Juventus, Liga Champions, dan Celah Makna Menanti Godot

oleh Tyo Harsono diperbarui 16 Jun 2017, 15:55 WIB
Reaksi kiper Juventus, Gianluigi Buffon, setelah gagal mengantarkan timnya juara Liga Champions 2016-2017. (AFP).

Bola.com — Di bawah pohon berbalut rona temaram senja, Estragon duduk di gundukan tanah. Tangannya sibuk melepaskan sepatu bot. Beberapa kali Estragon mencoba, sepatu bot di kakinya tak lepas jua. Dia menarik kedua tangannya, lalu terengah-engah. Estragon kembali mencoba dan pada akhirnya ia menyerah.

Advertisement

"Aku mulai setuju dengan pendapat itu," demikian terdengar suara beriringan dengan langkah kaki mendekat ke arah Estragon, yang masih kebingungan sepatunya tak bisa lepas. Pemilik suara itu bernama Vladimir.

"Sepanjang hidup, aku mencoba menjauhkan pendapat tersebut dariku dengan berkata, 'Vladimir, sekarang, cobalah berpikir, kamu belum mencoba semuanya. Oleh karenanya, aku harus berjuang," Vladimir melanjutkan percakapan. Percakapan yang menjadi awal atau bahkan bisa pula akhir cerita dalam naskah drama milik sastrawan asal Irlandia, Samuel Beckett berjudul Waiting For Godot (1953).

Drama yang mulanya ditulis dalam bahasa Prancis, dengan judul En attendant Godot ini, dalam kacamata normal, memang absurd. Meski begitu, hingga saat ini, Waiting for Godot, tetap diakui sebagai karya besar. Padahal, karya tersebut pertama kali hanya dicetak 400 ekspemplar oleh sebuah penerbit kecil. Tujuh tahun setelah bukunya terbit, Samuel Beckett pun meraih penghargaan Hadiah Nobel bidang sastra.

Samuel Buckett, penulis karya Waiting of Godot. (The Guardian).

Waiting for Godot mengisahkan dua anak manusia terasing bernama Vladimir dan Estragon yang digambarkan sebagai gelandangan. Kedua orang ini sama-sama menunggu "sesuatu" yang mereka sebut Godot. Guna mengisi waktu penantian yang tak bertepi itu, mereka ngobrol ngalor-ngidul hingga bertemu dengan sosok lainnya bernama Pozzo, Lucky, dan Boy.

Akan tetapi, hingga percakapan habis, mereka harus mengulang kembali percakapan dari awal, tentang sepatu bot, dan seterusnya. Namun, yang menarik, manusia-manusia yang saling berbeda sudut pandang tersebut sama-sama berharap pada Godot untuk mengeluarkan mereka dari ketidakberdayaan dan keputusasaan.
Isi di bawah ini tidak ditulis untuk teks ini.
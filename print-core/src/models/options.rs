use serde::{Deserialize, Serialize};

/// Declares a closed set of selectable options.
///
/// Every variant is tied to the value the storefront puts on the control
/// (`data-paper="80gsm"`, `<option value="business-cards">`). That value is
/// used for serde, for `parse` and for `as_str`.
macro_rules! option_enum {
    (
        $(#[$meta:meta])*
        $name:ident {
            $( $(#[$vmeta:meta])* $variant:ident => $text:literal ),+ $(,)?
        }
    ) => {
        $(#[$meta])*
        #[derive(Debug, Clone, Copy, PartialEq, Eq, PartialOrd, Ord, Hash, Serialize, Deserialize)]
        pub enum $name {
            $(
                $(#[$vmeta])*
                #[serde(rename = $text)]
                $variant,
            )+
        }

        impl $name {
            /// Every variant in declaration order.
            pub const ALL: &'static [$name] = &[$($name::$variant),+];

            pub fn as_str(&self) -> &'static str {
                match self {
                    $( Self::$variant => $text, )+
                }
            }

            /// Parses the control value. Matching ignores surrounding
            /// whitespace and ASCII case.
            pub fn parse(s: &str) -> Option<Self> {
                let normalized = s.trim().to_ascii_lowercase();
                match normalized.as_str() {
                    $( $text => Some(Self::$variant), )+
                    _ => None,
                }
            }
        }

        impl std::fmt::Display for $name {
            fn fmt(
                &self,
                f: &mut std::fmt::Formatter<'_>,
            ) -> std::fmt::Result {
                f.write_str(self.as_str())
            }
        }
    };
}

// ─── generic calculator ─────────────────────────────────────────────────────

option_enum! {
    /// Product category priced by the generic calculator.
    ProductType {
        BusinessCards => "business-cards",
        Brochures => "brochures",
        Folders => "folders",
        Reports => "reports",
        Posters => "posters",
        Banners => "banners",
    }
}

option_enum! {
    PaperType {
        Standard => "standard",
        Premium => "premium",
        Luxury => "luxury",
        Recycled => "recycled",
    }
}

option_enum! {
    FinishType {
        Matte => "matte",
        Gloss => "gloss",
        Satin => "satin",
        Velvet => "velvet",
        Uv => "uv",
    }
}

option_enum! {
    /// Ink coverage. `Bw` is black and white.
    ColorMode {
        Bw => "bw",
        Color => "color",
        Spot => "spot",
        Metallic => "metallic",
    }
}

option_enum! {
    Turnaround {
        Rush => "rush",
        Fast => "fast",
        Standard => "standard",
        Economy => "economy",
    }
}

// ─── children's book calculator ─────────────────────────────────────────────

option_enum! {
    BookType {
        Hardcover => "hardcover",
        Softcover => "softcover",
        Saddle => "saddle",
        Board => "board",
    }
}

option_enum! {
    /// Finished trim size, width x height in inches.
    TrimSize {
        Letter => "8.5x11",
        SixByNine => "6x9",
        Digest => "5.5x8.5",
        EightByTen => "8x10",
    }
}

option_enum! {
    /// Binding chosen on the children's book form. Carried through to
    /// saved quotes; the flat-rate formula does not price it.
    BookBinding {
        Sewing => "sewing",
        Perfect => "perfect",
        Saddle => "saddle",
        Spiral => "spiral",
        Hardcover => "hardcover",
    }
}

option_enum! {
    CoverStock {
        Digital => "digital",
        Offset => "offset",
        Leather => "leather",
    }
}

option_enum! {
    Lamination {
        Matte => "matte",
        Gloss => "gloss",
        Soft => "soft",
    }
}

option_enum! {
    BoardThickness {
        TwoMm => "2mm",
        TwoAndHalfMm => "2.5mm",
        ThreeMm => "3mm",
    }
}

// ─── comic book calculator ──────────────────────────────────────────────────

option_enum! {
    ComicPaper {
        Gsm80 => "80gsm",
        Gsm100 => "100gsm",
    }
}

option_enum! {
    ComicBinding {
        Saddle => "saddle",
        Perfect => "perfect",
        Hardcover => "hardcover",
    }
}

// ─── product gallery quick quote ────────────────────────────────────────────

option_enum! {
    QuickMaterial {
        Standard => "standard",
        Premium => "premium",
        Luxury => "luxury",
    }
}

option_enum! {
    QuickFinish {
        Matte => "matte",
        Gloss => "gloss",
        Velvet => "velvet",
    }
}
//! CSV loader for batch quoting.
//!
//! ## CSV Format
//!
//! One quote per row. The `widget` column picks the calculator; every other
//! column is a selection slot, named exactly as on the command line
//! (`--set paper-type=premium`). Empty cells leave the slot unset, so the
//! calculator's default applies. Column order does not matter.
//!
//! | Column        | Required | Notes                                                    |
//! |---------------|----------|----------------------------------------------------------|
//! | `widget`      | yes      | `generic`, `childrens-book`, `comic-book`, `quick-quote` |
//! | any slot name | no       | e.g. `quantity`, `paper-type`, `binding`, `unit-price`   |
//!
//! ```csv
//! widget,quantity,product-type,paper-type,binding,pages
//! generic,500,business-cards,premium,,
//! comic-book,100,,,perfect,48
//! ```
//!
//! A row that cannot be read is reported with its 1-based row number
//! (header excluded) and does not stop the rest of the file.

use std::path::Path;

use print_core::models::Widget;
use print_core::resolver::RawSelection;

pub const WIDGET_COLUMN: &str = "widget";

#[derive(Debug, thiserror::Error)]
pub enum CsvLoadError {
    #[error("failed to read {path}: {source}")]
    Io {
        path: String,
        source: std::io::Error,
    },

    /// The header row itself is unreadable.
    #[error("CSV parse error: {0}")]
    Parse(#[from] csv::Error),

    #[error("missing required column 'widget'")]
    MissingWidgetColumn,

    #[error("CSV parse error on row {row}: {message}")]
    Row { row: usize, message: String },

    #[error("unrecognised widget '{widget}' on row {row}")]
    UnknownWidget { widget: String, row: usize },
}

#[derive(Debug, Clone, PartialEq, Eq)]
pub struct BatchRow {
    /// 1-based, header excluded.
    pub row: usize,
    pub widget: Widget,
    pub raw: RawSelection,
}

/// Rows that loaded, and the errors of those that did not.
#[derive(Debug, Default)]
pub struct BatchLoad {
    pub rows: Vec<BatchRow>,
    pub errors: Vec<CsvLoadError>,
}

fn convert_record(
    headers: &csv::StringRecord,
    widget_index: usize,
    record: &csv::StringRecord,
    row: usize,
) -> Result<BatchRow, CsvLoadError> {
    let widget_cell = record.get(widget_index).unwrap_or_default();
    let widget = Widget::parse(widget_cell).ok_or_else(|| CsvLoadError::UnknownWidget {
        widget: widget_cell.to_string(),
        row,
    })?;

    let raw = headers
        .iter()
        .zip(record.iter())
        .enumerate()
        .filter(|(idx, (_, value))| *idx != widget_index && !value.is_empty())
        .map(|(_, (slot, value))| (slot.to_string(), value.to_string()))
        .collect();

    Ok(BatchRow { row, widget, raw })
}

/// Parses batch CSV text. Only a missing or unreadable header fails the
/// whole load.
pub fn load_from_str(input: &str) -> Result<BatchLoad, CsvLoadError> {
    let mut reader = csv::ReaderBuilder::new()
        .has_headers(true)
        .trim(csv::Trim::All)
        .flexible(false)
        .from_reader(input.as_bytes());

    let headers = reader.headers()?.clone();
    let widget_index = headers
        .iter()
        .position(|h| h == WIDGET_COLUMN)
        .ok_or(CsvLoadError::MissingWidgetColumn)?;

    let mut load = BatchLoad::default();
    for (idx, result) in reader.records().enumerate() {
        let row = idx + 1;
        let converted = result
            .map_err(|e| CsvLoadError::Row {
                row,
                message: e.to_string(),
            })
            .and_then(|record| convert_record(&headers, widget_index, &record, row));

        match converted {
            Ok(batch_row) => load.rows.push(batch_row),
            Err(e) => load.errors.push(e),
        }
    }
    Ok(load)
}

pub fn load_from_file(path: &Path) -> Result<BatchLoad, CsvLoadError> {
    let contents = std::fs::read_to_string(path).map_err(|source| CsvLoadError::Io {
        path: path.display().to_string(),
        source,
    })?;
    load_from_str(&contents)
}
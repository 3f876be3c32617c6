mod factory;

pub use factory::SqliteQuoteRepositoryFactory;

use anyhow::{Context, Result};
use async_trait::async_trait;
use chrono::{DateTime, Utc};
use print_core::db::DEFAULT_HISTORY_CAP;
use print_core::{
    NewSavedQuote, OptionSelection, QuoteNumber, QuoteRepository, RepositoryError, SavedQuote,
    Widget,
};
use rust_decimal::Decimal;
use sqlx::FromRow;
use sqlx::sqlite::{SqlitePool, SqlitePoolOptions};
use tracing::debug;

pub struct SqliteQuoteRepository {
    pool: SqlitePool,
    history_cap: usize,
}

impl SqliteQuoteRepository {
    pub async fn new(database_url: &str) -> Result<Self> {
        let pool = SqlitePool::connect(database_url)
            .await
            .with_context(|| format!("Failed to connect to database: {}", database_url))?;
        Ok(Self::new_with_pool(pool))
    }

    /// A private in-memory database. The pool holds a single connection
    /// that never expires, since each SQLite connection would otherwise see
    /// its own empty database.
    pub async fn in_memory() -> Result<Self> {
        let pool = SqlitePoolOptions::new()
            .max_connections(1)
            .idle_timeout(None)
            .max_lifetime(None)
            .connect("sqlite::memory:")
            .await
            .context("Failed to open in-memory database")?;
        Ok(Self::new_with_pool(pool))
    }

    pub fn new_with_pool(pool: SqlitePool) -> Self {
        Self {
            pool,
            history_cap: DEFAULT_HISTORY_CAP,
        }
    }

    /// Sets how many quotes are kept. Zero is treated as one.
    pub fn with_history_cap(
        mut self,
        history_cap: usize,
    ) -> Self {
        self.history_cap = history_cap.max(1);
        self
    }

    pub fn history_cap(&self) -> usize {
        self.history_cap
    }

    pub async fn run_migrations(&self) -> Result<()> {
        sqlx::migrate!("./migrations")
            .run(&self.pool)
            .await
            .context("Failed to run database migrations")?;
        Ok(())
    }

    pub fn pool(&self) -> &SqlitePool {
        &self.pool
    }

    async fn evict_beyond_cap(&self) -> Result<u64, RepositoryError> {
        let result = sqlx::query(
            "DELETE FROM saved_quotes
             WHERE id NOT IN (SELECT id FROM saved_quotes ORDER BY id DESC LIMIT ?)",
        )
        .bind(self.history_cap as i64)
        .execute(&self.pool)
        .await
        .map_err(|e| RepositoryError::Database(e.to_string()))?;

        if result.rows_affected() > 0 {
            debug!(evicted = result.rows_affected(), cap = self.history_cap, "Trimmed quote history");
        }
        Ok(result.rows_affected())
    }
}

#[derive(FromRow)]
struct SavedQuoteRow {
    id: i64,
    quote_number: String,
    widget: String,
    selection: String,
    total: String,
    unit_price: String,
    currency: String,
    created_at: String,
}

impl TryFrom<SavedQuoteRow> for SavedQuote {
    type Error = RepositoryError;

    fn try_from(row: SavedQuoteRow) -> Result<Self, Self::Error> {
        let widget = Widget::parse(&row.widget).ok_or_else(|| {
            RepositoryError::Database(format!("Unknown widget '{}' on quote {}", row.widget, row.id))
        })?;
        let selection: OptionSelection = serde_json::from_str(&row.selection)?;

        Ok(SavedQuote {
            id: row.id,
            quote_number: QuoteNumber::from(row.quote_number),
            widget,
            selection,
            total: parse_decimal(&row.total)?,
            unit_price: parse_decimal(&row.unit_price)?,
            currency: row.currency,
            created_at: parse_datetime(&row.created_at)?,
        })
    }
}

fn parse_decimal(s: &str) -> Result<Decimal, RepositoryError> {
    s.parse::<Decimal>()
        .map_err(|e| RepositoryError::Database(format!("Failed to parse decimal '{}': {}", s, e)))
}

fn parse_datetime(s: &str) -> Result<DateTime<Utc>, RepositoryError> {
    DateTime::parse_from_rfc3339(s)
        .map(|dt| dt.with_timezone(&Utc))
        .or_else(|_| {
            chrono::NaiveDateTime::parse_from_str(s, "%Y-%m-%d %H:%M:%S")
                .map(|naive| naive.and_utc())
        })
        .map_err(|e| RepositoryError::Database(format!("Failed to parse datetime '{}': {}", s, e)))
}

const SELECT_QUOTE: &str = "SELECT id, quote_number, widget, selection, total, unit_price,
        currency, created_at
 FROM saved_quotes";

#[async_trait]
impl QuoteRepository for SqliteQuoteRepository {
    async fn save_quote(
        &self,
        quote: NewSavedQuote,
    ) -> Result<SavedQuote, RepositoryError> {
        let created_at = Utc::now();
        let selection = serde_json::to_string(&quote.selection)?;

        let result = sqlx::query(
            "INSERT INTO saved_quotes (
                quote_number, widget, selection, total, unit_price, currency, created_at
            ) VALUES (?, ?, ?, ?, ?, ?, ?)",
        )
        .bind(quote.quote_number.as_str())
        .bind(quote.widget.as_str())
        .bind(&selection)
        .bind(quote.total.to_string())
        .bind(quote.unit_price.to_string())
        .bind(&quote.currency)
        .bind(created_at.to_rfc3339())
        .execute(&self.pool)
        .await
        .map_err(|e| RepositoryError::Database(e.to_string()))?;

        let id = result.last_insert_rowid();
        self.evict_beyond_cap().await?;

        Ok(SavedQuote {
            id,
            quote_number: quote.quote_number,
            widget: quote.widget,
            selection: quote.selection,
            total: quote.total,
            unit_price: quote.unit_price,
            currency: quote.currency,
            created_at,
        })
    }

    async fn list_quotes(
        &self,
        limit: Option<usize>,
    ) -> Result<Vec<SavedQuote>, RepositoryError> {
        // SQLite reads a negative LIMIT as "no limit".
        let limit = limit.map(|n| n as i64).unwrap_or(-1);
        let rows: Vec<SavedQuoteRow> =
            sqlx::query_as(&format!("{SELECT_QUOTE} ORDER BY id DESC LIMIT ?"))
                .bind(limit)
                .fetch_all(&self.pool)
                .await
                .map_err(|e| RepositoryError::Database(e.to_string()))?;

        rows.into_iter().map(SavedQuote::try_from).collect()
    }

    async fn get_quote(
        &self,
        id: i64,
    ) -> Result<SavedQuote, RepositoryError> {
        let row: SavedQuoteRow = sqlx::query_as(&format!("{SELECT_QUOTE} WHERE id = ?"))
            .bind(id)
            .fetch_optional(&self.pool)
            .await
            .map_err(|e| RepositoryError::Database(e.to_string()))?
            .ok_or(RepositoryError::NotFound)?;

        row.try_into()
    }

    async fn delete_quote(
        &self,
        id: i64,
    ) -> Result<(), RepositoryError> {
        let result = sqlx::query("DELETE FROM saved_quotes WHERE id = ?")
            .bind(id)
            .execute(&self.pool)
            .await
            .map_err(|e| RepositoryError::Database(e.to_string()))?;

        if result.rows_affected() == 0 {
            return Err(RepositoryError::NotFound);
        }
        Ok(())
    }

    async fn clear(&self) -> Result<u64, RepositoryError> {
        let result = sqlx::query("DELETE FROM saved_quotes")
            .execute(&self.pool)
            .await
            .map_err(|e| RepositoryError::Database(e.to_string()))?;
        Ok(result.rows_affected())
    }

    async fn count(&self) -> Result<u64, RepositoryError> {
        let count: i64 = sqlx::query_scalar("SELECT COUNT(*) FROM saved_quotes")
            .fetch_one(&self.pool)
            .await
            .map_err(|e| RepositoryError::Database(e.to_string()))?;
        Ok(count as u64)
    }
}
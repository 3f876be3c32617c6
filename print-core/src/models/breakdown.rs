use rust_decimal::Decimal;
use serde::{Deserialize, Serialize};

use super::selection::Widget;
use crate::calculations::delivery::DeliveryEstimate;

/// Extra cost contributed by one selected option, for breakdown display.
#[derive(Debug, Clone, PartialEq, Eq, Serialize, Deserialize)]
pub struct OptionCost {
    /// Short name of the option line, e.g. `paper` or `binding`.
    pub option: String,
    pub amount: Decimal,
}

impl OptionCost {
    pub fn new(
        option: impl Into<String>,
        amount: Decimal,
    ) -> Self {
        Self {
            option: option.into(),
            amount,
        }
    }
}

/// Result of pricing one selection.
///
/// `total == subtotal - discount_amount` and
/// `discount_amount == subtotal * discount_fraction` hold for every variant.
#[derive(Debug, Clone, PartialEq, Eq, Serialize, Deserialize)]
pub struct PriceBreakdown {
    pub variant: Widget,
    pub quantity: u32,

    /// Base cost before options. Per-order for the generic and comic
    /// calculators, per-unit for the children's book calculator.
    pub base_price: Decimal,

    /// Option lines in display order.
    pub option_costs: Vec<OptionCost>,

    pub subtotal: Decimal,
    pub discount_fraction: Decimal,
    pub discount_amount: Decimal,
    pub total: Decimal,
    pub unit_price: Decimal,

    /// Rough shipping weight in kilograms, when the widget estimates one.
    pub estimated_weight_kg: Option<Decimal>,

    /// Ready and delivery dates, when the widget quotes a turnaround.
    pub delivery: Option<DeliveryEstimate>,
}

impl PriceBreakdown {
    /// Looks up an option line by name.
    pub fn option_cost(
        &self,
        option: &str,
    ) -> Option<Decimal> {
        self.option_costs
            .iter()
            .find(|c| c.option == option)
            .map(|c| c.amount)
    }

    /// Sum of all option lines.
    pub fn options_total(&self) -> Decimal {
        self.option_costs.iter().map(|c| c.amount).sum()
    }
}
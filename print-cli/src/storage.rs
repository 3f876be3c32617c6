//! Quote history kept in a JSON file, one file per storage key.
//!
//! The file holds a JSON array of saved quotes, oldest first. Every change
//! rewrites the whole file through a temporary file in the same directory,
//! so readers never see a half-written history.

use std::io::Write;
use std::path::{Path, PathBuf};

use async_trait::async_trait;
use chrono::Utc;
use print_core::db::{RepositoryFactory, STORAGE_KEY, StoreConfig};
use print_core::{NewSavedQuote, QuoteRepository, RepositoryError, SavedQuote};
use tempfile::NamedTempFile;
use tokio::sync::Mutex;
use tracing::{debug, info, warn};

pub struct JsonFileQuoteRepository {
    path: PathBuf,
    history_cap: usize,
    // Serialises read-modify-write cycles within this process.
    lock: Mutex<()>,
}

impl JsonFileQuoteRepository {
    /// Opens the history stored under [`STORAGE_KEY`] in `dir`, creating
    /// the directory if needed.
    pub fn open(
        dir: &Path,
        history_cap: usize,
    ) -> Result<Self, RepositoryError> {
        std::fs::create_dir_all(dir).map_err(|e| {
            RepositoryError::Connection(format!("cannot create {}: {e}", dir.display()))
        })?;
        Ok(Self {
            path: dir.join(format!("{STORAGE_KEY}.json")),
            history_cap: history_cap.max(1),
            lock: Mutex::new(()),
        })
    }

    pub fn path(&self) -> &Path {
        &self.path
    }

    /// The stored history. A missing file is an empty history, and so is a
    /// file that does not parse.
    fn read_all(&self) -> Result<Vec<SavedQuote>, RepositoryError> {
        let contents = match std::fs::read_to_string(&self.path) {
            Ok(contents) => contents,
            Err(e) if e.kind() == std::io::ErrorKind::NotFound => return Ok(Vec::new()),
            Err(e) => return Err(RepositoryError::Database(e.to_string())),
        };
        if contents.trim().is_empty() {
            return Ok(Vec::new());
        }

        match serde_json::from_str(&contents) {
            Ok(quotes) => Ok(quotes),
            Err(e) => {
                warn!(path = %self.path.display(), error = %e, "Discarding unreadable quote history");
                Ok(Vec::new())
            }
        }
    }

    fn write_all(
        &self,
        quotes: &[SavedQuote],
    ) -> Result<(), RepositoryError> {
        let dir = self.path.parent().unwrap_or(Path::new("."));
        let json = serde_json::to_vec_pretty(quotes)?;

        let mut tmp =
            NamedTempFile::new_in(dir).map_err(|e| RepositoryError::Database(e.to_string()))?;
        tmp.write_all(&json)
            .and_then(|_| tmp.flush())
            .map_err(|e| RepositoryError::Database(e.to_string()))?;
        tmp.persist(&self.path)
            .map_err(|e| RepositoryError::Database(e.error.to_string()))?;
        Ok(())
    }
}

#[async_trait]
impl QuoteRepository for JsonFileQuoteRepository {
    async fn save_quote(
        &self,
        quote: NewSavedQuote,
    ) -> Result<SavedQuote, RepositoryError> {
        let _guard = self.lock.lock().await;
        let mut quotes = self.read_all()?;

        let id = quotes.iter().map(|q| q.id).max().unwrap_or(0) + 1;
        let saved = SavedQuote {
            id,
            quote_number: quote.quote_number,
            widget: quote.widget,
            selection: quote.selection,
            total: quote.total,
            unit_price: quote.unit_price,
            currency: quote.currency,
            created_at: Utc::now(),
        };
        quotes.push(saved.clone());

        if quotes.len() > self.history_cap {
            let excess = quotes.len() - self.history_cap;
            quotes.drain(..excess);
            debug!(evicted = excess, cap = self.history_cap, "Trimmed quote history");
        }

        self.write_all(&quotes)?;
        Ok(saved)
    }

    async fn list_quotes(
        &self,
        limit: Option<usize>,
    ) -> Result<Vec<SavedQuote>, RepositoryError> {
        let _guard = self.lock.lock().await;
        let quotes = self.read_all()?;
        let limit = limit.unwrap_or(quotes.len());
        Ok(quotes.into_iter().rev().take(limit).collect())
    }

    async fn get_quote(
        &self,
        id: i64,
    ) -> Result<SavedQuote, RepositoryError> {
        let _guard = self.lock.lock().await;
        self.read_all()?
            .into_iter()
            .find(|q| q.id == id)
            .ok_or(RepositoryError::NotFound)
    }

    async fn delete_quote(
        &self,
        id: i64,
    ) -> Result<(), RepositoryError> {
        let _guard = self.lock.lock().await;
        let mut quotes = self.read_all()?;
        let before = quotes.len();
        quotes.retain(|q| q.id != id);
        if quotes.len() == before {
            return Err(RepositoryError::NotFound);
        }
        self.write_all(&quotes)
    }

    async fn clear(&self) -> Result<u64, RepositoryError> {
        let _guard = self.lock.lock().await;
        let removed = self.read_all()?.len() as u64;
        self.write_all(&[])?;
        Ok(removed)
    }

    async fn count(&self) -> Result<u64, RepositoryError> {
        let _guard = self.lock.lock().await;
        Ok(self.read_all()?.len() as u64)
    }
}

/// [`RepositoryFactory`] for the JSON file store. The connection string is
/// the directory that holds the history file.
pub struct JsonFileQuoteRepositoryFactory;

#[async_trait]
impl RepositoryFactory for JsonFileQuoteRepositoryFactory {
    fn backend_name(&self) -> &'static str {
        "json"
    }

    async fn create(
        &self,
        config: &StoreConfig,
    ) -> Result<Box<dyn QuoteRepository>, RepositoryError> {
        let dir = config.connection_string.trim();
        if dir.is_empty() {
            return Err(RepositoryError::Configuration(
                "json backend needs a directory".to_string(),
            ));
        }

        let repo = JsonFileQuoteRepository::open(Path::new(dir), config.effective_cap())?;
        info!(path = %repo.path().display(), cap = config.effective_cap(), "Opened JSON quote history");
        Ok(Box::new(repo))
    }
}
Sayangnya, sampai akhir cerita, Godot yang mereka tunggu tidak kunjung datang.

Secara esensi, Waiting for Godot, tidak hanya merupakan cara hebat Becket untuk menunjukkan betapa menunggu itu benar-benar berat, tetapi lebih dari itu, Becket menguncang kesadaran manusia untuk mempermainkan penghayatan menanti dalam kesiasiaan yang absurd. Absurditas yang mampu membunuh pelan-pelan bagi manusia jika tak mampu mencari celah-celah arti dan makna sebuah penantian.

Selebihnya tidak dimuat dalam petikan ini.